Tra le misure, ricorda il capogruppo di FdI Carlo Ciccioli,
relatore di maggioranza, oltre 6,4 milioni di euro per la ‘buona
scuola’ e il diritto allo studio; per la tutela e valorizzazione
di beni e attività culturali oltre 6 milioni di euro; quasi 8
milioni di euro per il Turismo. Circa 13,4 milioni di euro
previsti nel 2023 per il nuovo ospedale Inrca ad Ancona – in
quel caso investimenti rinviati al 2025 – verranno destinati a
case della salute e ospedali di comunità previsti dal Pnrr e da
completare con finanziamenti delle Regioni. Ciccioli parla di un
assestamento che dà “risposte e progetti concreti allo sviluppo
delle Marche” nonostante il “contesto generale di rallentamento
dell’economia internazionale e nazionale”.

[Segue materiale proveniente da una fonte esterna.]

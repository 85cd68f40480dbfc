//! Feature types: what kind of reflective feature a factory or context targets.

use serde::{Deserialize, Serialize};
use std::fmt;

#[derive(
    Debug, Clone, Copy, PartialEq, Eq, PartialOrd, Ord, Hash, Serialize, Deserialize,
)]
#[serde(rename_all = "snake_case")]
pub enum FeatureType {
    Object,
    Property,
    Collection,
    Action,
    ActionParameterScalar,
    ActionParameterCollection,
}

impl FeatureType {
    pub const ALL: [FeatureType; 6] = [
        FeatureType::Object,
        FeatureType::Property,
        FeatureType::Collection,
        FeatureType::Action,
        FeatureType::ActionParameterScalar,
        FeatureType::ActionParameterCollection,
    ];

    const fn bit(self) -> u8 {
        1 << (self as u8)
    }

    pub fn is_property_or_collection(self) -> bool {
        matches!(self, FeatureType::Property | FeatureType::Collection)
    }

    pub fn is_action_parameter(self) -> bool {
        matches!(
            self,
            FeatureType::ActionParameterScalar | FeatureType::ActionParameterCollection
        )
    }

    pub fn is_member(self) -> bool {
        self.is_property_or_collection() || self == FeatureType::Action
    }

    pub fn as_str(self) -> &'static str {
        match self {
            FeatureType::Object => "object",
            FeatureType::Property => "property",
            FeatureType::Collection => "collection",
            FeatureType::Action => "action",
            FeatureType::ActionParameterScalar => "action_parameter_scalar",
            FeatureType::ActionParameterCollection => "action_parameter_collection",
        }
    }
}

impl fmt::Display for FeatureType {
    fn fmt(&self, f: &mut fmt::Formatter<'_>) -> fmt::Result {
        f.write_str(self.as_str())
    }
}

/// Fixed set of [`FeatureType`]s a factory declares at construction.
#[derive(Clone, Copy, PartialEq, Eq, Hash, Default)]
pub struct FeatureTypes(u8);

impl FeatureTypes {
    pub const NONE: Self = Self(0);
    pub const OBJECTS_ONLY: Self = Self::of(&[FeatureType::Object]);
    pub const PROPERTIES_ONLY: Self = Self::of(&[FeatureType::Property]);
    pub const COLLECTIONS_ONLY: Self = Self::of(&[FeatureType::Collection]);
    pub const ACTIONS_ONLY: Self = Self::of(&[FeatureType::Action]);
    pub const PARAMETERS_ONLY: Self = Self::of(&[
        FeatureType::ActionParameterScalar,
        FeatureType::ActionParameterCollection,
    ]);
    pub const PROPERTIES_AND_COLLECTIONS: Self =
        Self::of(&[FeatureType::Property, FeatureType::Collection]);
    pub const MEMBERS: Self = Self::of(&[
        FeatureType::Property,
        FeatureType::Collection,
        FeatureType::Action,
    ]);
    pub const PROPERTIES_AND_ACTIONS: Self =
        Self::of(&[FeatureType::Property, FeatureType::Action]);
    pub const ACTIONS_AND_PARAMETERS: Self = Self::ACTIONS_ONLY.union(Self::PARAMETERS_ONLY);
    pub const EVERYTHING_BUT_PARAMETERS: Self = Self::OBJECTS_ONLY.union(Self::MEMBERS);
    pub const EVERYTHING: Self = Self::EVERYTHING_BUT_PARAMETERS.union(Self::PARAMETERS_ONLY);

    pub const fn of(types: &[FeatureType]) -> Self {
        let mut bits = 0u8;
        let mut idx = 0;
        while idx < types.len() {
            bits |= types[idx].bit();
            idx += 1;
        }
        Self(bits)
    }

    pub const fn union(self, other: Self) -> Self {
        Self(self.0 | other.0)
    }

    pub const fn contains(self, feature_type: FeatureType) -> bool {
        self.0 & feature_type.bit() != 0
    }

    pub const fn is_empty(self) -> bool {
        self.0 == 0
    }

    pub fn iter(self) -> impl Iterator<Item = FeatureType> {
        FeatureType::ALL
            .into_iter()
            .filter(move |feature_type| self.contains(*feature_type))
    }
}

impl fmt::Debug for FeatureTypes {
    fn fmt(&self, f: &mut fmt::Formatter<'_>) -> fmt::Result {
        f.debug_set().entries(self.iter()).finish()
    }
}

Tra le risorse 4.442.920,95 per il riordino del trasporto
pubblico regionale e locale nelle Marche;10 milioni per
contributo straordinario alla Provincia di Fermo per completare
la Provinciale 204 Lungo Tenna; 12,2 milioni per la bretella di
collegamento Civitanova Ss77-Ss16; 1.741.784 euro destinati a
contribuire alla costruzione del nuovo ospedale di Fermo, 9,5
milioni per sicurezza, efficientamento energetico, miglioramento
sismico di strutture sanitarie e ospedaliere, anche legate al
futuro nuovo ospedale di Pesaro.
Il capogruppo dem Maurizio Mangialardi ha parlato di un
assestamento “sgangherato”, rimarcando come il Crel vi abbia
rilevato “l’assenza di linee d’indirizzo e di priorità
d’intervento”. “Il fondo di 1,35 milioni – commenta la
capogruppo M5s Marta Ruggeri – è stato saccheggiato dai
consiglieri di maggioranza: circa 50mila euro a testa per
interventi nel proprio territorio e bacino elettorale”.